DDX3X belongs to the DEAD-box RNA helicase family. These proteins appear to play important roles in RNA metabolism - things like RNA splicing, translation, and transport within cells. The protein seems to influence several cellular processes and pathways, potentially affecting how genes are expressed and how cell cycles are regulated. What makes DDX3X particularly interesting for researchers is its apparent involvement in RNA processing pathways and what may be significant regulatory functions in maintaining cellular balance.
Potential Applications
Note: The applications listed below are based on what we know about this protein's biological functions, published research, and experience from experts in the field. However, we haven't fully tested all of these applications ourselves yet. We'd recommend running some preliminary tests first to make sure they work for your specific research goals.
The human DDX3X is an ATP-dependent RNA helicase that requires correct folding for its enzymatic activities, including ATP binding, RNA unwinding, and interactions with other proteins. E. coli expression can produce soluble proteins, but complex multidomain proteins like DDX3X may not fold properly without eukaryotic chaperones. The His-B2M tag may improve solubility but could sterically hinder native folding or activity. Without experimental validation (e.g., ATPase or helicase assays), the protein cannot be assumed to be correctly folded or bioactive.
1. Protein-Protein Interaction Studies Using Pull-Down Assays
The His tag allows for pull-down assays to identify binding partners, but if DDX3X is misfolded, interactions may be non-physiological. The tag itself might cause artifactual binding. Validate any identified interactions using full-length, properly folded DDX3X from eukaryotic systems (e.g., via co-immunoprecipitation from mammalian cells) to ensure biological relevance. Confirm protein folding before use.
2. Antibody Development and Validation
This recombinant DDX3X is suitable as an immunogen for antibody production, as antibodies can recognize linear epitopes even in misfolded proteins.
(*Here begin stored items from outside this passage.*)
//! The message bus capability consumed by the capture and listener sides.
//!
//! The broker itself is an external collaborator; this crate only defines
//! the minimal publish/subscribe seam plus the in-process implementation
//! used by tests and single-process deployments. A networked broker client
//! plugs in by implementing [`MessageBus`].

use async_trait::async_trait;
use bytes::Bytes;
use thiserror::Error;

/// Errors surfaced by a bus implementation.
#[derive(Error, Debug)]
pub enum BusError {
    /// The bus (or its backing connection) is gone.
    #[error("bus closed")]
    Closed,

    /// A subscriber fell behind and the given number of messages were
    /// dropped to catch up.
    #[error("subscriber lagged, {0} messages dropped")]
    Lagged(u64),

    /// Delivery was rejected or the channel could not be acquired.
    #[error("send failed: {0}")]
    Send(String),
}

/// A producer channel scoped to a short sequence of sends.
///
/// Producers are acquired per publish call and released by dropping them,
/// on every exit path. Implementations must make `drop` release any broker
/// resources held by the channel.
#[async_trait]
pub trait MessageProducer: Send {
    /// Deliver one wire payload to the bus. May block briefly while the
    /// underlying channel sends.
    async fn send(&mut self, payload: Bytes) -> Result<(), BusError>;
}

/// A standing subscription to the log stream.
///
/// Dropping the subscription releases broker resources.
#[async_trait]
pub trait MessageStream: Send {
    /// Wait for the next payload. `None` means the stream is closed and no
    /// further messages will arrive. `Some(Err(..))` reports a recoverable
    /// condition (e.g. lag) after which the stream continues.
    async fn next(&mut self) -> Option<Result<Bytes, BusError>>;
}

/// Minimal publish/subscribe capability.
#[async_trait]
pub trait MessageBus: Send + Sync {
    /// Acquire a producer channel for the scope of one publish call.
    async fn producer(&self) -> Result<Box<dyn MessageProducer>, BusError>;

    /// Open a standing subscription to the log stream.
    async fn subscribe(&self) -> Result<Box<dyn MessageStream>, BusError>;
}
The high purity supports consistent immunization. However, antibodies generated may not bind to native, correctly folded DDX3X in cellular contexts due to conformational differences. Validate antibody specificity against endogenous DDX3X in cell lysates or tissues.
3. Biochemical Characterization and Enzyme Kinetics Studies
This application requires confirmed bioactivity. If DDX3X is verified to be active (e.g., via ATP hydrolysis or RNA unwinding assays), it can be used for kinetic studies. However, without activity validation, data on ATP binding or enzyme kinetics are meaningless. First, perform functional assays to confirm activity before proceeding with biochemical characterization.
4. ELISA-Based Quantitative Assays
The His-tagged DDX3X can be used in ELISA if properly folded. However, if misfolded, it may not bind antibodies or ligands accurately, leading to unreliable quantification. Validate the protein's conformation and binding capability using known antibodies or ligands before developing quantitative assays. Use it as a standard only if it mimics native DDX3X.
Final Recommendation & Action Plan
Before using this recombinant DDX3X for any functional application, prioritize experimental validation of its folding and bioactivity. Start with functional assays such as ATP hydrolysis or RNA unwinding to confirm enzymatic activity. If active, proceed with interaction or kinetic studies, but include controls like known inhibitors or native DDX3X. For antibody development, proceed but validate antibodies against the native protein. If inactive, limit use to non-functional applications like antibody production, and avoid kinetic or interaction studies. For reliable results, consider expressing DDX3X in a eukaryotic system (e.g., insect or mammalian cells) that supports proper folding and post-translational modifications. Always validate outcomes with native DDX3X to ensure biological relevance.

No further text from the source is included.